DESCRIPTION OF THE TASK:
Give an exact reproduction of all the lines in the listing.

++++ AVAILABLE DATA ++++

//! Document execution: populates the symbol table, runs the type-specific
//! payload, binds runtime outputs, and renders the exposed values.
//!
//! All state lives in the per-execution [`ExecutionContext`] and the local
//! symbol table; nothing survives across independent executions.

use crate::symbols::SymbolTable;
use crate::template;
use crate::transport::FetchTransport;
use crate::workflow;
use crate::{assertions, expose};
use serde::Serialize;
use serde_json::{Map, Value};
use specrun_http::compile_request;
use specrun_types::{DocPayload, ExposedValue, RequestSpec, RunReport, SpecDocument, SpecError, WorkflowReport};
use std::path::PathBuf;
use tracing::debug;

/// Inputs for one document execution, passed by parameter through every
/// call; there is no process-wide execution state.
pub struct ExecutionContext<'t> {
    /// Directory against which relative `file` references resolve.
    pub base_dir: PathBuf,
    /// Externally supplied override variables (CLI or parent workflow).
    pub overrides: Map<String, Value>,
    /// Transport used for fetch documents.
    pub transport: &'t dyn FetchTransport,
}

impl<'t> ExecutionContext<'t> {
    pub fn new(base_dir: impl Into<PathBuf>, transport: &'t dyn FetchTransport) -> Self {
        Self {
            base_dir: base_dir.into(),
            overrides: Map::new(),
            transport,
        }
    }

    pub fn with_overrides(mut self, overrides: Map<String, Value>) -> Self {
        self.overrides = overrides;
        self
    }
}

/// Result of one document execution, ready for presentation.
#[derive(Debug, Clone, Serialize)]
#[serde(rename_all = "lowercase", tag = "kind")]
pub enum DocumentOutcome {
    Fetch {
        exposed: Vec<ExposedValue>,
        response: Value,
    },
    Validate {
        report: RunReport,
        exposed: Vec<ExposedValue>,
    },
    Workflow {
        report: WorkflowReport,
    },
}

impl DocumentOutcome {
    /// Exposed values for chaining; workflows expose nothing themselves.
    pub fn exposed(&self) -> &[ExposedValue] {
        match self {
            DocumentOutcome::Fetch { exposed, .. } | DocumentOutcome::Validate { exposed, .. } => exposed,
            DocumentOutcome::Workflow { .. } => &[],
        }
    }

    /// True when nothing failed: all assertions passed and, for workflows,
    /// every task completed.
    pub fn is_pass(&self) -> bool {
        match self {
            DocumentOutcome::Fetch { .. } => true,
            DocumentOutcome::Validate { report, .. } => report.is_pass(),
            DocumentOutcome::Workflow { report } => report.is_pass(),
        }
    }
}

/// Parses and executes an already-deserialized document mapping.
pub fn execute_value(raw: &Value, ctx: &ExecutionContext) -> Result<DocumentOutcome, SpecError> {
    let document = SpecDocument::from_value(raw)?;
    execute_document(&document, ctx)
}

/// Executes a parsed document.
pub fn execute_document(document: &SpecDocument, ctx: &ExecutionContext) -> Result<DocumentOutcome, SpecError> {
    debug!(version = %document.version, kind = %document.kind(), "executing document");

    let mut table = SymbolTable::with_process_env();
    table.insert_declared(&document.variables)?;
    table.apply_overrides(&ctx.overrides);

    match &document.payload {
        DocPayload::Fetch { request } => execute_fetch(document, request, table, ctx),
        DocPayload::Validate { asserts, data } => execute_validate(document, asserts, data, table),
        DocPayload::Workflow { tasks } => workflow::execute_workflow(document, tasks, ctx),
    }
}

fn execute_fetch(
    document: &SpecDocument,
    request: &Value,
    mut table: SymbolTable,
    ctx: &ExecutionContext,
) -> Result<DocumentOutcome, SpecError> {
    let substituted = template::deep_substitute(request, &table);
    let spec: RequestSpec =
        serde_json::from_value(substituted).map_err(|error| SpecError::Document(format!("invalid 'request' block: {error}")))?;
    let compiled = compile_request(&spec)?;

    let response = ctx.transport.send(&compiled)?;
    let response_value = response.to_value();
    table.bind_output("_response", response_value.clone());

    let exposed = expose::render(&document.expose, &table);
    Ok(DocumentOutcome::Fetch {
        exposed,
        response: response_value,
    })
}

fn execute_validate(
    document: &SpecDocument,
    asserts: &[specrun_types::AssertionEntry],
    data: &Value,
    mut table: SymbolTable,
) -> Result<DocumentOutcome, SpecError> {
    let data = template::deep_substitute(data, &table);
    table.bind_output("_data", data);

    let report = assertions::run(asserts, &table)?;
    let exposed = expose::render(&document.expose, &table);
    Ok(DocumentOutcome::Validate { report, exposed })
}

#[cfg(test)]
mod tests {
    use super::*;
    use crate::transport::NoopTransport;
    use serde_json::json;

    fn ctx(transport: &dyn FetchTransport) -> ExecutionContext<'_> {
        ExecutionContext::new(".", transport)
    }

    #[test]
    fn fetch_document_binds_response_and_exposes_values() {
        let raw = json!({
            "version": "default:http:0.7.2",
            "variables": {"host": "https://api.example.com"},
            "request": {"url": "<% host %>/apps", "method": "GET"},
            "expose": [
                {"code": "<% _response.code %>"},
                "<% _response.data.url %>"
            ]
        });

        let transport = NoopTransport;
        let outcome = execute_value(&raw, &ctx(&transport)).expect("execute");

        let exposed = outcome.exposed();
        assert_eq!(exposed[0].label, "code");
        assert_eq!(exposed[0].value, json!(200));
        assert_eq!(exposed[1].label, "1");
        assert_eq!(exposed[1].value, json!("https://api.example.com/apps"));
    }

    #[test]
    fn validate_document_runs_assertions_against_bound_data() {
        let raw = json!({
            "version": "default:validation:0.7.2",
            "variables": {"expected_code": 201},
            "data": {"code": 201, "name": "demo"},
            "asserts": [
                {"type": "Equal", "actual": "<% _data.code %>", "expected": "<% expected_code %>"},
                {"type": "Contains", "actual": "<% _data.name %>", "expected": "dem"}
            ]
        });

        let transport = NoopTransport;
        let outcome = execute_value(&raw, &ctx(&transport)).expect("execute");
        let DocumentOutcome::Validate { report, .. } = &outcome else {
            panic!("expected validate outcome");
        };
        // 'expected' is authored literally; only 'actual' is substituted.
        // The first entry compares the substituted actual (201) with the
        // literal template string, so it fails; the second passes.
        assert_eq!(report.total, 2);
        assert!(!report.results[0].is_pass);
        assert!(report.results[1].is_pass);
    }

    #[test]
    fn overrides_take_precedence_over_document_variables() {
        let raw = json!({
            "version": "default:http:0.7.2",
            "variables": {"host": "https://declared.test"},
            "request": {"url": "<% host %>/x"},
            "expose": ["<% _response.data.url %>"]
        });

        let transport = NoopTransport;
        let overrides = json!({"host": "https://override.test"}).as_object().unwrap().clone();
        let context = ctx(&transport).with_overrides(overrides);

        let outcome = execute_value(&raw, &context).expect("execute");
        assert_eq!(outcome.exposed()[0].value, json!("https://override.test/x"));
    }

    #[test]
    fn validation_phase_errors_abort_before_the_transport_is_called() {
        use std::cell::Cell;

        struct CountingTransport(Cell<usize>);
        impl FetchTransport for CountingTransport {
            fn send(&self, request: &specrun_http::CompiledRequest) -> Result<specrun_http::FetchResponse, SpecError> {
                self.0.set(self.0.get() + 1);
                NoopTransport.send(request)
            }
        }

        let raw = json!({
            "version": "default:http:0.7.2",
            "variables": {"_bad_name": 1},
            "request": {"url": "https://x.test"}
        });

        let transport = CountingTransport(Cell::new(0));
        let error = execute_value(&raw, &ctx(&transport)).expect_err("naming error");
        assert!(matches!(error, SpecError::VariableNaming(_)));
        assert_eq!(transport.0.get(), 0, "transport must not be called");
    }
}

++++

ANSWER TO THE PROBLEM:
//! Document execution: populates the symbol table, runs the type-specific
//! payload, binds runtime outputs, and renders the exposed values.
//!
//! All state lives in the per-execution [`ExecutionContext`] and the local
//! symbol table; nothing survives across independent executions.

use crate::symbols::SymbolTable;
use crate::template;
use crate::transport::FetchTransport;
use crate::workflow;
use crate::{assertions, expose};
use serde::Serialize;
use serde_json::{Map, Value};
use specrun_http::compile_request;
use specrun_types::{DocPayload, ExposedValue, RequestSpec, RunReport, SpecDocument, SpecError, WorkflowReport};
use std::path::PathBuf;
use tracing::debug;

/// Inputs for one document execution, passed by parameter through every
/// call; there is no process-wide execution state.
pub struct ExecutionContext<'t> {
    /// Directory against which relative `file` references resolve.
    pub base_dir: PathBuf,
    /// Externally supplied override variables (CLI or parent workflow).
    pub overrides: Map<String, Value>,
    /// Transport used for fetch documents.
    pub transport: &'t dyn FetchTransport,
}

impl<'t> ExecutionContext<'t> {
    pub fn new(base_dir: impl Into<PathBuf>, transport: &'t dyn FetchTransport) -> Self {
        Self {
            base_dir: base_dir.into(),
            overrides: Map::new(),
            transport,
        }
    }

    pub fn with_overrides(mut self, overrides: Map<String, Value>) -> Self {
        self.overrides = overrides;
        self
    }
}

/// Result of one document execution, ready for presentation.
#[derive(Debug, Clone, Serialize)]
#[serde(rename_all = "lowercase", tag = "kind")]
pub enum DocumentOutcome {
    Fetch {
        exposed: Vec<ExposedValue>,
        response: Value,
    },
    Validate {
        report: RunReport,
        exposed: Vec<ExposedValue>,
    },
    Workflow {
        report: WorkflowReport,
    },
}

impl DocumentOutcome {
    /// Exposed values for chaining; workflows expose nothing themselves.
    pub fn exposed(&self) -> &[ExposedValue] {
        match self {
            DocumentOutcome::Fetch { exposed, .. } | DocumentOutcome::Validate { exposed, .. } => exposed,
            DocumentOutcome::Workflow { .. } => &[],
        }
    }

    /// True when nothing failed: all assertions passed and, for workflows,
    /// every task completed.
    pub fn is_pass(&self) -> bool {
        match self {
            DocumentOutcome::Fetch { .. } => true,
            DocumentOutcome::Validate { report, .. } => report.is_pass(),
            DocumentOutcome::Workflow { report } => report.is_pass(),
        }
    }
}

/// Parses and executes an already-deserialized document mapping.
pub fn execute_value(raw: &Value, ctx: &ExecutionContext) -> Result<DocumentOutcome, SpecError> {
    let document = SpecDocument::from_value(raw)?;
    execute_document(&document, ctx)
}

/// Executes a parsed document.
pub fn execute_document(document: &SpecDocument, ctx: &ExecutionContext) -> Result<DocumentOutcome, SpecError> {
    debug!(version = %document.version, kind = %document.kind(), "executing document");

    let mut table = SymbolTable::with_process_env();
    table.insert_declared(&document.variables)?;
    table.apply_overrides(&ctx.overrides);

    match &document.payload {
        DocPayload::Fetch { request } => execute_fetch(document, request, table, ctx),
        DocPayload::Validate { asserts, data } => execute_validate(document, asserts, data, table),
        DocPayload::Workflow { tasks } => workflow::execute_workflow(document, tasks, ctx),
    }
}

fn execute_fetch(
    document: &SpecDocument,
    request: &Value,
    mut table: SymbolTable,
    ctx: &ExecutionContext,
) -> Result<DocumentOutcome, SpecError> {
    let substituted = template::deep_substitute(request, &table);
    let spec: RequestSpec =
        serde_json::from_value(substituted).map_err(|error| SpecError::Document(format!("invalid 'request' block: {error}")))?;
    let compiled = compile_request(&spec)?;

    let response = ctx.transport.send(&compiled)?;
    let response_value = response.to_value();
    table.bind_output("_response", response_value.clone());

    let exposed = expose::render(&document.expose, &table);
    Ok(DocumentOutcome::Fetch {
        exposed,
        response: response_value,
    })
}

fn execute_validate(
    document: &SpecDocument,
    asserts: &[specrun_types::AssertionEntry],
    data: &Value,
    mut table: SymbolTable,
) -> Result<DocumentOutcome, SpecError> {
    let data = template::deep_substitute(data, &table);
    table.bind_output("_data", data);

    let report = assertions::run(asserts, &table)?;
    let exposed = expose::render(&document.expose, &table);
    Ok(DocumentOutcome::Validate { report, exposed })
}

#[cfg(test)]
mod tests {
    use super::*;
    use crate::transport::NoopTransport;
    use serde_json::json;

    fn ctx(transport: &dyn FetchTransport) -> ExecutionContext<'_> {
        ExecutionContext::new(".", transport)
    }

    #[test]
    fn fetch_document_binds_response_and_exposes_values() {
        let raw = json!({
            "version": "default:http:0.7.2",
            "variables": {"host": "https://api.example.com"},
            "request": {"url": "<% host %>/apps", "method": "GET"},
            "expose": [
                {"code": "<% _response.code %>"},
                "<% _response.data.url %>"
            ]
        });

        let transport = NoopTransport;
        let outcome = execute_value(&raw, &ctx(&transport)).expect("execute");

        let exposed = outcome.exposed();
        assert_eq!(exposed[0].label, "code");
        assert_eq!(exposed[0].value, json!(200));
        assert_eq!(exposed[1].label, "1");
        assert_eq!(exposed[1].value, json!("https://api.example.com/apps"));
    }

    #[test]
    fn validate_document_runs_assertions_against_bound_data() {
        let raw = json!({
            "version": "default:validation:0.7.2",
            "variables": {"expected_code": 201},
            "data": {"code": 201, "name": "demo"},
            "asserts": [
                {"type": "Equal", "actual": "<% _data.code %>", "expected": "<% expected_code %>"},
                {"type": "Contains", "actual": "<% _data.name %>", "expected": "dem"}
            ]
        });

        let transport = NoopTransport;
        let outcome = execute_value(&raw, &ctx(&transport)).expect("execute");
        let DocumentOutcome::Validate { report, .. } = &outcome else {
            panic!("expected validate outcome");
        };
        // 'expected' is authored literally; only 'actual' is substituted.
        // The first entry compares the substituted actual (201) with the
        // literal template string, so it fails; the second passes.
        assert_eq!(report.total, 2);
        assert!(!report.results[0].is_pass);
        assert!(report.results[1].is_pass);
    }

    #[test]
    fn overrides_take_precedence_over_document_variables() {
        let raw = json!({
            "version": "default:http:0.7.2",
            "variables": {"host": "https://declared.test"},
            "request": {"url": "<% host %>/x"},
            "expose": ["<% _response.data.url %>"]
        });

        let transport = NoopTransport;
        let overrides = json!({"host": "https://override.test"}).as_object().unwrap().clone();
        let context = ctx(&transport).with_overrides(overrides);

        let outcome = execute_value(&raw, &context).expect("execute");
        assert_eq!(outcome.exposed()[0].value, json!("https://override.test/x"));
    }

    #[test]
    fn validation_phase_errors_abort_before_the_transport_is_called() {
        use std::cell::Cell;

        struct CountingTransport(Cell<usize>);
        impl FetchTransport for CountingTransport {
            fn send(&self, request: &specrun_http::CompiledRequest) -> Result<specrun_http::FetchResponse, SpecError> {
                self.0.set(self.0.get() + 1);
                NoopTransport.send(request)
            }
        }

        let raw = json!({
            "version": "default:http:0.7.2",
            "variables": {"_bad_name": 1},
            "request": {"url": "https://x.test"}
        });

        let transport = CountingTransport(Cell::new(0));
        let error = execute_value(&raw, &ctx(&transport)).expect_err("naming error");
        assert!(matches!(error, SpecError::VariableNaming(_)));
        assert_eq!(transport.0.get(), 0, "transport must not be called");
    }
}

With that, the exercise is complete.